Defendant James Holloway, an officer with the Rochester Police Department, was executing a search warrant when he accidentally shot plaintiff. Holloway testified that he was carrying a shotgun in the “ready position” and slipped on the floor of the apartment being searched, accidentally discharging the shotgun. Plaintiff moved for summary judgment on liability and to dismiss the affirmative defense of culpable conduct; defendants cross-moved for summary judgment on the complaint. Supreme Court denied the motion and cross motion.
The court properly denied that part of plaintiff's motion seeking summary judgment on liability.

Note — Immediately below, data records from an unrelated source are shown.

use super::basic_auth;
use super::errors::ProxyError;
use super::state::ProxyState;
use super::target::{is_valid_submission_id, Target, ACKNOWLEDGE_ROUTE};
use crate::metrics::consts as crate_metrics;

use axum::{
    body::{Body, Bytes},
    extract::{rejection::PathRejection, FromRequest, Path, Request, State},
    http::{self, HeaderMap},
    response::{IntoResponse, Response},
};
use reqwest::header::{HeaderValue, CONTENT_TYPE};
use std::time::Instant;
use tracing::instrument;

const APPLICATION_JSON: &str = "application/json";

fn uuid() -> String {
    uuid::Uuid::new_v4().to_string()
}

/// `POST /Next`
#[instrument(skip_all, level = tracing::Level::DEBUG, fields(request_id=uuid()))]
pub(crate) async fn next(
    State(state): State<ProxyState>,
    client_request: Request<Body>,
) -> Result<Response, ProxyError> {
    let target = Target::Next;
    authenticate(&state, target.route_name(), client_request.headers())?;
    forward(&state, target, client_request).await
}

/// `POST /{submission_id}/Acknowledge`
///
/// The path is taken as a `Result` so a malformed segment is only reported
/// once the caller has authenticated.
#[instrument(skip_all, level = tracing::Level::DEBUG, fields(request_id=uuid(), submission_id = tracing::field::Empty))]
pub(crate) async fn acknowledge(
    State(state): State<ProxyState>,
    submission_id: Result<Path<String>, PathRejection>,
    client_request: Request<Body>,
) -> Result<Response, ProxyError> {
    let route = ACKNOWLEDGE_ROUTE;
    authenticate(&state, route, client_request.headers())?;

    let Ok(Path(submission_id)) = submission_id else {
        tracing::warn!(route, "Rejected undecodable submission id.");
        return Err(ProxyError::InvalidSubmissionId);
    };
    tracing::Span::current().record("submission_id", submission_id.as_str());
    if !is_valid_submission_id(&submission_id) {
        tracing::warn!(route, "Rejected submission id that would corrupt the upstream query.");
        return Err(ProxyError::InvalidSubmissionId);
    }

    forward(
        &state,
        Target::Acknowledge {
            submission_id: &submission_id,
        },
        client_request,
    )
    .await
}

fn authenticate(
    state: &ProxyState,
    route: &'static str,
    client_request_headers: &HeaderMap,
) -> Result<(), ProxyError> {
    let client_authorization_header = client_request_headers
        .get(http::header::AUTHORIZATION)
        .and_then(|value| value.to_str().ok());
    if !basic_auth::validate(client_authorization_header, &state.credential) {
        tracing::warn!(route, "Rejected request with missing or invalid credentials.");
        metrics::counter!(crate_metrics::PROXY_AUTHENTICATION_FAILURE, crate_metrics::ROUTE_LABEL => route)
            .increment(1);
        return Err(ProxyError::Unauthorized);
    }
    Ok(())
}

/// Makes exactly one POST to the upstream for an authenticated request and
/// hands back its status and body untouched, whatever the status is.
async fn forward(
    state: &ProxyState,
    target: Target<'_>,
    client_request: Request<Body>,
) -> Result<Response, ProxyError> {
    let route = target.route_name();

    let proxy_request_body_bytes = Bytes::from_request(client_request, state)
        .await
        .map_err(|rejection| {
            tracing::warn!(route, status = %rejection.status(), "Couldn't read request body.");
            if rejection.status() == http::StatusCode::PAYLOAD_TOO_LARGE {
                ProxyError::PayloadTooLarge
            } else {
                ProxyError::Internal(anyhow::Error::msg(rejection.body_text()))
            }
        })?;
    tracing::debug!(route, body_bytes = proxy_request_body_bytes.len());

    let reqwest_start = Instant::now();
    let server_response = state
        .http_client
        .post(target.url(&state.config))
        .header(CONTENT_TYPE, HeaderValue::from_static(APPLICATION_JSON))
        .body(proxy_request_body_bytes)
        .send()
        .await
        .map_err(|error| upstream_transport_failure(route, error))?;

    let server_response_status = server_response.status();
    let server_response_content_type = server_response.headers().get(CONTENT_TYPE).cloned();
    let server_response_body = server_response
        .bytes()
        .await
        .map_err(|error| upstream_transport_failure(route, error))?;

    metrics::histogram!(crate_metrics::UPSTREAM_REQUEST_DURATION_SECS, crate_metrics::ROUTE_LABEL => route)
        .record(reqwest_start.elapsed().as_secs_f64());

    tracing::info!(
        route,
        %server_response_status,
        body_bytes = server_response_body.len()
    );

    let mut proxy_response = (server_response_status, server_response_body).into_response();
    match server_response_content_type {
        Some(content_type) => proxy_response.headers_mut().insert(CONTENT_TYPE, content_type),
        None => proxy_response.headers_mut().remove(CONTENT_TYPE),
    };
    Ok(proxy_response)
}

fn upstream_transport_failure(route: &'static str, error: reqwest::Error) -> ProxyError {
    let error = ProxyError::from(error);
    tracing::error!(route, %error, "Upstream call failed.");
    metrics::counter!(crate_metrics::UPSTREAM_TRANSPORT_FAILURE, crate_metrics::ROUTE_LABEL => route)
        .increment(1);
    error
}
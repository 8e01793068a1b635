use base64::prelude::*;
use hmac::{Hmac, Mac};
use sha2::Sha256;

type HmacSha256 = Hmac<Sha256>;

const BASIC_SCHEME: &str = "Basic";
// Only used to bring both sides of a comparison to a fixed-length tag.
const COMPARISON_KEY: &[u8] = b"oli-proxy credential comparison";

#[derive(Clone, PartialEq, Eq)]
pub(crate) struct Credential {
    pub(crate) username: String,
    pub(crate) password: String,
}

impl Credential {
    /// Parses a `Basic` authorization header value.
    ///
    /// The payload is decoded as ISO-8859-1, one byte per character, and
    /// split at the first colon only, so passwords may contain colons.
    /// Returns `None` for any other scheme or a malformed payload.
    pub(crate) fn from_header(auth_header_value: &str) -> Option<Self> {
        let encoded = auth_header_value
            .strip_prefix(BASIC_SCHEME)
            .filter(|rest| rest.is_empty() || rest.starts_with(char::is_whitespace))?
            .trim();
        let decoded = BASE64_STANDARD.decode(encoded).ok()?;
        let username_password: String = decoded.into_iter().map(char::from).collect();

        let (username, password) = username_password.split_once(':')?;
        Some(Credential {
            username: username.to_string(),
            password: password.to_string(),
        })
    }
}

/// True only when `auth_header_value` carries exactly the `expected`
/// credential. Both fields are always compared so timing doesn't reveal
/// which one was wrong.
pub(crate) fn validate(auth_header_value: Option<&str>, expected: &Credential) -> bool {
    let Some(credential) = auth_header_value.and_then(Credential::from_header) else {
        return false;
    };
    let username_matches = constant_time_eq(&credential.username, &expected.username);
    let password_matches = constant_time_eq(&credential.password, &expected.password);
    username_matches & password_matches
}

fn constant_time_eq(provided: &str, expected: &str) -> bool {
    let expected_tag = tag(expected);
    let Ok(mut mac) = HmacSha256::new_from_slice(COMPARISON_KEY) else {
        return false;
    };
    mac.update(provided.as_bytes());
    mac.verify_slice(&expected_tag).is_ok()
}

fn tag(value: &str) -> Vec<u8> {
    match HmacSha256::new_from_slice(COMPARISON_KEY) {
        Ok(mut mac) => {
            mac.update(value.as_bytes());
            mac.finalize().into_bytes().to_vec()
        }
        Err(_) => Vec::new(),
    }
}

Plaintiff cites several cases in which liability was imposed for the shooting of innocent bystanders. Plaintiff's reliance on those cases, however, is misplaced because each was decided after a trial (see, Mikula v. Duliba, 94 A.D.2d 503, 464 N.Y.S.2d 910; Hacker v. City of New York, 46 Misc.2d 1003, 261 N.Y.S.2d 751, revd. 26 A.D.2d 400, 275 N.Y.S.2d 146, affd. 20 N.Y.2d 722, 283 N.Y.S.2d 46, 229 N.E.2d 613, rearg. denied 20 N.Y.2d 970, 286 N.Y.S.2d 1027, 233 N.E.2d 863, cert. denied 390 U.S. 1036, 88 S.Ct. 1436, 20 L.Ed.2d 296; see also, Lubelfeld v. City of New York, 4 N.Y.2d 455, 176 N.Y.S.2d 302, 151 N.E.2d 862; Desa v. City of New York, 188 A.D.2d 313, 590 N.Y.S.2d 483, lv. denied 81 N.Y.2d 706, 597 N.Y.S.2d 936, 613 N.E.2d 968). Defendants' concession that the shooting was accidental does not necessitate a finding that defendants were negligent.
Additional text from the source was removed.